▶ Your task:
The lines to be extracted run from the start of the listing through the line containing "repository de835facd7cd5a03"; copy them exactly and nothing else.

-- Opening Marker --

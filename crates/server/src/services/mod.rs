//! Business logic services.
//!
//! # Services
//!
//! - `auth` - Admin login, credential changes, bearer tokens
//! - `metadata` - Link preview image lookup for projects

pub mod auth;
pub mod metadata;
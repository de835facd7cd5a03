//! Contacts, pricing plans, and social links over HTTP.

#![allow(clippy::unwrap_used)]

use reqwest::StatusCode;
use serde_json::{Value, json};
use site_integration_tests::TestContext;

fn ids(list: &Value) -> Vec<i64> {
    list.as_array()
        .unwrap()
        .iter()
        .map(|item| item["id"].as_i64().unwrap())
        .collect()
}

#[tokio::test]
async fn test_contact_lifecycle() {
    let ctx = TestContext::new().await;
    let token = ctx.login().await;

    let (status, body) = ctx
        .post(
            "/api/contacts",
            None,
            json!({ "name": "Grace", "email": "grace@example.com", "message": "Hello there" }),
        )
        .await;
    assert_eq!(status, StatusCode::OK);
    assert_eq!(body["success"], true);
    let id = body["contact"]["id"].as_i64().unwrap();
    assert!(body["contact"]["createdAt"].is_string());

    let (status, list) = ctx.get("/api/contacts", Some(&token)).await;
    assert_eq!(status, StatusCode::OK);
    assert_eq!(ids(&list), [id]);
    assert_eq!(list[0]["message"], "Hello there");

    let (status, body) = ctx.delete(&format!("/api/contacts/{id}"), Some(&token)).await;
    assert_eq!(status, StatusCode::OK);
    assert_eq!(body, json!({ "success": true, "deleted": true }));

    let (_, list) = ctx.get("/api/contacts", Some(&token)).await;
    assert_eq!(list, json!([]));

    let (status, body) = ctx.delete(&format!("/api/contacts/{id}"), Some(&token)).await;
    assert_eq!(status, StatusCode::OK);
    assert_eq!(body, json!({ "success": true, "deleted": false }));
}

#[tokio::test]
async fn test_contact_list_is_admin_only() {
    let ctx = TestContext::new().await;

    let (status, body) = ctx.get("/api/contacts", None).await;
    assert_eq!(status, StatusCode::UNAUTHORIZED);
    assert_eq!(body, json!({ "error": "No token provided" }));

    let (status, _) = ctx.delete("/api/contacts/1", None).await;
    assert_eq!(status, StatusCode::UNAUTHORIZED);
}

#[tokio::test]
async fn test_contact_blank_or_missing_field_writes_nothing() {
    let ctx = TestContext::new().await;
    let token = ctx.login().await;

    let (status, body) = ctx
        .post(
            "/api/contacts",
            None,
            json!({ "name": "Grace", "email": "  ", "message": "Hi" }),
        )
        .await;
    assert_eq!(status, StatusCode::BAD_REQUEST);
    assert_eq!(body, json!({ "error": "All fields are required" }));

    let (status, _) = ctx
        .post(
            "/api/contacts",
            None,
            json!({ "name": "Grace", "email": "grace@example.com" }),
        )
        .await;
    assert_eq!(status, StatusCode::BAD_REQUEST);

    let (status, list) = ctx.get("/api/contacts", Some(&token)).await;
    assert_eq!(status, StatusCode::OK);
    assert_eq!(list, json!([]));
}

#[tokio::test]
async fn test_pricing_ordering_and_partial_update() {
    let ctx = TestContext::new().await;
    let token = ctx.login().await;

    let plan = |name: &str, order: i32| {
        json!({
            "name": name,
            "price": "$10",
            "description": format!("{name} plan"),
            "features": ["One", "Two"],
            "displayOrder": order,
        })
    };

    let (status, second) = ctx.post("/api/pricing", Some(&token), plan("Second", 2)).await;
    assert_eq!(status, StatusCode::OK);
    assert_eq!(second["success"], true);
    let second_id = second["pricing"]["id"].as_i64().unwrap();
    assert_eq!(second["pricing"]["popular"], false);

    let (_, first) = ctx.post("/api/pricing", Some(&token), plan("First", 1)).await;
    let first_id = first["pricing"]["id"].as_i64().unwrap();

    let (status, list) = ctx.get("/api/pricing", None).await;
    assert_eq!(status, StatusCode::OK);
    assert_eq!(ids(&list), [first_id, second_id]);
    assert_eq!(list[0]["features"], json!(["One", "Two"]));

    let (status, body) = ctx
        .put(
            &format!("/api/pricing/{second_id}"),
            Some(&token),
            json!({ "popular": true, "displayOrder": 0 }),
        )
        .await;
    assert_eq!(status, StatusCode::OK);
    assert_eq!(body["pricing"]["popular"], true);
    assert_eq!(body["pricing"]["name"], "Second");
    assert_eq!(body["pricing"]["price"], "$10");

    let (_, list) = ctx.get("/api/pricing", None).await;
    assert_eq!(ids(&list), [second_id, first_id]);
}

#[tokio::test]
async fn test_pricing_validation_and_missing_plan() {
    let ctx = TestContext::new().await;
    let token = ctx.login().await;

    let (status, body) = ctx
        .post(
            "/api/pricing",
            Some(&token),
            json!({ "name": "No features", "price": "$1", "description": "x" }),
        )
        .await;
    assert_eq!(status, StatusCode::BAD_REQUEST);
    assert_eq!(body, json!({ "error": "All fields are required" }));

    let (status, body) = ctx
        .put("/api/pricing/999", Some(&token), json!({ "name": "Ghost" }))
        .await;
    assert_eq!(status, StatusCode::NOT_FOUND);
    assert_eq!(body, json!({ "error": "Pricing plan not found" }));

    let (status, _) = ctx.post("/api/pricing", None, json!({})).await;
    assert_eq!(status, StatusCode::UNAUTHORIZED);
}

#[tokio::test]
async fn test_social_link_lifecycle() {
    let ctx = TestContext::new().await;
    let token = ctx.login().await;

    let (status, link) = ctx
        .post(
            "/api/social-links",
            Some(&token),
            json!({ "name": "GitHub", "icon": "github", "url": "https://github.com/example" }),
        )
        .await;
    assert_eq!(status, StatusCode::CREATED);
    assert_eq!(link["icon"], "github");
    assert_eq!(link["resolvedIcon"], "Github");
    let id = link["id"].as_i64().unwrap();

    let (status, link) = ctx
        .put(
            &format!("/api/social-links/{id}"),
            Some(&token),
            json!({ "icon": "mastodon" }),
        )
        .await;
    assert_eq!(status, StatusCode::OK);
    assert_eq!(link["icon"], "mastodon");
    assert_eq!(link["resolvedIcon"], "Link");
    assert_eq!(link["url"], "https://github.com/example");

    let (status, list) = ctx.get("/api/social-links", None).await;
    assert_eq!(status, StatusCode::OK);
    assert_eq!(ids(&list), [id]);

    let (status, body) = ctx
        .delete(&format!("/api/social-links/{id}"), Some(&token))
        .await;
    assert_eq!(status, StatusCode::OK);
    assert_eq!(body, json!({ "success": true, "deleted": true }));
}

#[tokio::test]
async fn test_social_link_errors() {
    let ctx = TestContext::new().await;
    let token = ctx.login().await;

    let (status, body) = ctx
        .post("/api/social-links", Some(&token), json!({ "name": "X", "icon": "twitter" }))
        .await;
    assert_eq!(status, StatusCode::BAD_REQUEST);
    assert_eq!(body, json!({ "error": "Name, icon, and url are required" }));

    let (status, body) = ctx
        .put("/api/social-links/77", Some(&token), json!({ "name": "Nope" }))
        .await;
    assert_eq!(status, StatusCode::NOT_FOUND);
    assert_eq!(body, json!({ "error": "Link not found" }));

    let (status, body) = ctx.delete("/api/social-links/77", Some(&token)).await;
    assert_eq!(status, StatusCode::OK);
    assert_eq!(body["deleted"], false);
}

#[tokio::test]
async fn test_non_numeric_id_is_bad_request() {
    let ctx = TestContext::new().await;
    let token = ctx.login().await;

    let (status, body) = ctx.delete("/api/pricing/abc", Some(&token)).await;
    assert_eq!(status, StatusCode::BAD_REQUEST);
    assert!(body["error"].is_string());
}

#[tokio::test]
async fn test_stats_count_every_table() {
    let ctx = TestContext::new().await;
    let token = ctx.login().await;

    ctx.post(
        "/api/contacts",
        None,
        json!({ "name": "A", "email": "a@example.com", "message": "m" }),
    )
    .await;
    ctx.post(
        "/api/social-links",
        Some(&token),
        json!({ "name": "Mail", "icon": "mail", "url": "mailto:a@example.com" }),
    )
    .await;

    let (status, body) = ctx.get("/api/admin/stats", Some(&token)).await;
    assert_eq!(status, StatusCode::OK);
    assert_eq!(
        body,
        json!({ "contacts": 1, "pricing": 0, "projects": 0, "socialLinks": 1 })
    );

    let (status, _) = ctx.get("/api/admin/stats", None).await;
    assert_eq!(status, StatusCode::UNAUTHORIZED);
}

#[tokio::test]
async fn test_health_and_request_id_echo() {
    let ctx = TestContext::new().await;

    let (status, body) = ctx.get("/health", None).await;
    assert_eq!(status, StatusCode::OK);
    assert_eq!(body, json!({ "status": "ok" }));

    let response = ctx
        .client
        .get(ctx.url("/health/ready"))
        .header("x-request-id", "trace-me-123")
        .send()
        .await
        .unwrap();
    assert_eq!(response.status(), StatusCode::OK);
    assert_eq!(
        response.headers()["x-request-id"].to_str().unwrap(),
        "trace-me-123"
    );
}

-- Closing Marker --

▶ Solution for this exercise:
filename crates/server/src/services/mod.rs
//! Business logic services.
//!
//! # Services
//!
//! - `auth` - Admin login, credential changes, bearer tokens
//! - `metadata` - Link preview image lookup for projects

pub mod auth;
pub mod metadata;
repository de835facd7cd5a03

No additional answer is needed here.